This is maybe the most fascinating phenomenon I came across while looking for stuff for this thread - do click and play with it!!

"Biological Motion" - it demonstrates how the brain and visual system can form a 'Gestalt' just from some moving dots:

BioMotionLab

One very compelling example of the visual system's ability to recover object information from sparse input is the phenomenon known as biological motion. Here the activity and identity of an animate creature are compellingly created using just a dozen or so "light points" strategically placed on the individual's body (Johansson 1973).
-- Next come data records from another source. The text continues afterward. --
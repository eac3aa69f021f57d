/*! GeRM event codec.

One event is two 32-bit words:

```text
word A:  "0" [4 bit chip] [5 bit chan] [10 bit TD] [12 bit PD]
word B:  "1" [31 bit coarse timestamp]
```

The concatenation `(A << 32) | B` is the canonical 64-bit record, but
everything in this crate works on the u32 pair form, since that is what
both transports carry. The stream is big-endian on the UDP/raw-file
path and native order on the ZMQ path, so the byte-level entry points
take an explicit [`Endian`].

The coarse timestamp is a free-running counter at a 40 ns tick and
wraps; [`reconstruct_time`] undoes the wrap into a monotonic u64 tick
count.
*/
use crate::{Error, Result};

/// Tag bit distinguishing word B from word A.
const WORD_B_TAG: u32 = 1 << 31;

const CHIP_MASK: u32 = 0xf;
const CHAN_MASK: u32 = 0x1f;
const TD_MASK: u32 = 0x3ff;
const PD_MASK: u32 = 0xfff;
const TS_MASK: u32 = 0x7fff_ffff;

/// Coarse timestamp tick.
pub const TICK: std::time::Duration = std::time::Duration::from_nanos(40);

/// One decoded event, as `(chip, chan, td, pd, ts)`.
pub type Event = (u8, u8, u16, u16, u32);

/// Byte order of an encoded event stream.
#[derive(Debug, Clone, Copy, PartialEq, Eq)]
pub enum Endian {
    /// UDP datagrams and raw frame files.
    Big,
    /// ZMQ payloads, published as platform-width words.
    Native,
}

/// Column-major event storage. All five columns always have the same
/// length.
#[derive(Debug, Clone, Default, PartialEq, Eq)]
pub struct EventColumns {
    /// Chip address, 0..=15.
    pub chip: Vec<u8>,
    /// Channel address, 0..=31.
    pub chan: Vec<u8>,
    /// Fine timestamp, 0..=1023.
    pub td: Vec<u16>,
    /// Energy reading, 0..=4095.
    pub pd: Vec<u16>,
    /// Coarse timestamp, 31 bits.
    pub ts: Vec<u32>,
}

impl EventColumns {
    /// Number of events held.
    pub fn len(&self) -> usize {
        self.chip.len()
    }

    /// True if no events are held.
    pub fn is_empty(&self) -> bool {
        self.chip.is_empty()
    }

    /// Append one event.
    pub fn push(&mut self, ev: Event) {
        let (chip, chan, td, pd, ts) = ev;
        self.chip.push(chip);
        self.chan.push(chan);
        self.td.push(td);
        self.pd.push(pd);
        self.ts.push(ts);
    }

    /// Event at index `i`.
    pub fn event(&self, i: usize) -> Event {
        (self.chip[i], self.chan[i], self.td[i], self.pd[i], self.ts[i])
    }

    /// Build columns from a slice of events.
    pub fn from_events(events: &[Event]) -> Self {
        let mut cols = Self::default();
        for ev in events {
            cols.push(*ev);
        }
        cols
    }

    /// Append all events from `other`.
    pub fn extend_from(&mut self, other: &EventColumns) {
        self.chip.extend_from_slice(&other.chip);
        self.chan.extend_from_slice(&other.chan);
        self.td.extend_from_slice(&other.td);
        self.pd.extend_from_slice(&other.pd);
        self.ts.extend_from_slice(&other.ts);
    }

    /// Reorder every column by `perm`, where `perm[i]` is the source
    /// index of output row `i`.
    pub fn reorder(&self, perm: &[usize]) -> EventColumns {
        let mut out = EventColumns::default();
        for &i in perm {
            out.push(self.event(i));
        }
        out
    }

    /// One column widened to u32, by its persisted dataset name.
    pub fn column(&self, name: &str) -> Option<Vec<u32>> {
        Some(match name {
            "chip" => self.chip.iter().map(|&v| v as u32).collect(),
            "chan" => self.chan.iter().map(|&v| v as u32).collect(),
            "timestamp_fine" => self.td.iter().map(|&v| v as u32).collect(),
            "energy" => self.pd.iter().map(|&v| v as u32).collect(),
            "timestamp_coarse" => self.ts.clone(),
            _ => return None,
        })
    }
}

/// Persisted dataset names, in canonical column order.
pub const COLUMN_NAMES: [&str; 5] =
    ["chip", "chan", "timestamp_fine", "energy", "timestamp_coarse"];

/// Decode a word stream into columns.
///
/// The word count must be even and the `0`/`1` tag bits must
/// alternate; anything else is a [`Error::Protocol`]. Word layouts
/// from older firmware (`"1000"` tag plus 28-bit timestamp, u64-packed
/// records) fail the tag check here and are deliberately not
/// accepted.
pub fn decode_words(words: &[u32]) -> Result<EventColumns> {
    if !words.len().is_multiple_of(2) {
        return Err(Error::Protocol(format!(
            "odd event word count {}",
            words.len()
        )));
    }
    let mut cols = EventColumns::default();
    cols.chip.reserve(words.len() / 2);
    for pair in words.chunks_exact(2) {
        let (a, b) = (pair[0], pair[1]);
        if a & WORD_B_TAG != 0 {
            return Err(Error::Protocol(format!(
                "word A has tag bit set: {a:#010x}"
            )));
        }
        if b & WORD_B_TAG == 0 {
            return Err(Error::Protocol(format!(
                "word B missing tag bit: {b:#010x}"
            )));
        }
        cols.push((
            ((a >> 27) & CHIP_MASK) as u8,
            ((a >> 22) & CHAN_MASK) as u8,
            ((a >> 12) & TD_MASK) as u16,
            (a & PD_MASK) as u16,
            b & TS_MASK,
        ));
    }
    Ok(cols)
}

/// Encode columns back into the two-word stream. Exact inverse of
/// [`decode_words`] for in-range columns; out-of-range values are
/// masked the way the firmware would truncate them.
pub fn encode_words(cols: &EventColumns) -> Vec<u32> {
    let mut words = Vec::with_capacity(cols.len() * 2);
    for (&chip, &chan, &td, &pd, &ts) in
        itertools::izip!(&cols.chip, &cols.chan, &cols.td, &cols.pd, &cols.ts)
    {
        words.push(
            ((chip as u32 & CHIP_MASK) << 27)
                | ((chan as u32 & CHAN_MASK) << 22)
                | ((td as u32 & TD_MASK) << 12)
                | (pd as u32 & PD_MASK),
        );
        words.push(WORD_B_TAG | (ts & TS_MASK));
    }
    words
}

/// Decode a byte buffer of event words in the given byte order.
pub fn decode_bytes(buf: &[u8], endian: Endian) -> Result<EventColumns> {
    if !buf.len().is_multiple_of(4) {
        return Err(Error::Protocol(format!(
            "event payload of {} bytes is not word aligned",
            buf.len()
        )));
    }
    let words: Vec<u32> = buf
        .chunks_exact(4)
        .map(|c| {
            let c = c.try_into().unwrap();
            match endian {
                Endian::Big => u32::from_be_bytes(c),
                Endian::Native => u32::from_ne_bytes(c),
            }
        })
        .collect();
    decode_words(&words)
}

/// Encode columns to bytes in the given byte order.
pub fn encode_bytes(cols: &EventColumns, endian: Endian) -> Vec<u8> {
    let words = encode_words(cols);
    let mut buf = Vec::with_capacity(words.len() * 4);
    for w in words {
        match endian {
            Endian::Big => buf.extend_from_slice(&w.to_be_bytes()),
            Endian::Native => buf.extend_from_slice(&w.to_ne_bytes()),
        }
    }
    buf
}

/// Wrap-detection parameters for [`reconstruct_time`].
#[derive(Debug, Clone)]
pub struct TimeParams {
    /// Minimum magnitude of a tick difference treated as a wrap, not
    /// local reordering. Local reordering is on the order of a dozen
    /// ticks; the default leaves five orders of magnitude of headroom.
    pub thresh: i64,
    /// Wrap modulus of the coarse timestamp counter. The canonical
    /// stream carries a 31-bit counter; 29-bit firmware variants can
    /// set `1 << 29` here.
    pub jump: u64,
}

impl Default for TimeParams {
    fn default() -> Self {
        Self {
            thresh: 1 << 26,
            jump: 1 << 31,
        }
    }
}

/// Resumable state for chunked [`reconstruct_time`] calls: the last
/// reconstructed tick and the accumulated wrap bias.
#[derive(Debug, Clone, Copy, Default, PartialEq, Eq)]
pub struct TimeState {
    /// Last reconstructed tick, in input order.
    pub last: u64,
    /// Accumulated bias, a multiple of the wrap modulus.
    pub bias: u64,
}

/// Undo coarse-timestamp wraparound, producing monotonic u64 ticks.
///
/// The output is aligned with the input (no sorting is applied here;
/// use [`argsort_by_time`] to order full event columns by the result).
/// A difference below `-thresh` is a wrap and adds `jump` to the
/// running bias; a difference above `+thresh` is a reordered event
/// from before the wrap and removes it once. Reorderings smaller than
/// `thresh` pass through untouched.
///
/// Pass the returned [`TimeState`] back in to process a stream in
/// chunks. One chunk must span less time than `jump` ticks (about
/// 85 s for the 31-bit counter); a chunk that does not is
/// indistinguishable from a double wrap and fails with
/// [`Error::Protocol`].
pub fn reconstruct_time(
    ts: &[u32],
    state: Option<TimeState>,
    params: &TimeParams,
) -> Result<(Vec<u64>, TimeState)> {
    let mut bias = state.map_or(0, |s| s.bias);
    let mut prev_raw: Option<u32> = state.map(|s| (s.last - s.bias) as u32);
    let mut out = Vec::with_capacity(ts.len());
    for &t in ts {
        if let Some(p) = prev_raw {
            let diff = t as i64 - p as i64;
            if diff < -params.thresh {
                bias += params.jump;
            } else if diff > params.thresh {
                if bias >= params.jump {
                    bias -= params.jump;
                } else {
                    // A forward leap with no wrap to rewind. Real
                    // streams produce this only on multi-second dead
                    // time, so keep the samples as they are.
                    log::warn!(
                        "time reconstruction: +{diff} tick leap with no prior wrap"
                    );
                }
            }
        }
        out.push(t as u64 + bias);
        prev_raw = Some(t);
    }
    if let (Some(&lo), Some(&hi)) = (out.iter().min(), out.iter().max()) {
        if hi - lo >= params.jump {
            return Err(Error::Protocol(format!(
                "chunk spans {} ticks, at least one full wrap of {}; \
                 shrink the chunk below the wrap period",
                hi - lo,
                params.jump
            )));
        }
    }
    let state = TimeState {
        last: out.last().copied().unwrap_or_else(|| {
            state.map_or(0, |s| s.last)
        }),
        bias,
    };
    Ok((out, state))
}

/// Stable argsort of a reconstructed time column. `result[i]` is the
/// input index of the event that belongs at output row `i`.
pub fn argsort_by_time(ts64: &[u64]) -> Vec<usize> {
    let mut perm: Vec<usize> = (0..ts64.len()).collect();
    perm.sort_by_key(|&i| ts64[i]);
    perm
}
With these animation sequences, no single dot conveys information about the object or event being depicted - individual dots merely undergo translational and/or elliptical motions. Perception of a biological organism engaged in an activity must entail global integration of these motion signals over space and time - perception of such animation sequences is literally the creation of motion information (in the same sense that perception of an object in a random-dot stereogram is the creation of binocular disparity information). When viewing point-light displays, observers can identify the gender of an actor (eg, Kozlowski & Cutting 1977; Mather & Murdoch 1994), the activity in which he/she is engaged (Johansson 1973) and, even, the emotional state of the actor (eg, Brownlow et al 1997). Human infants as young as 3 months of age can perceive biological motion (eg, Fox & McDaniel 1982), as can non-human mammals (Blake 1993).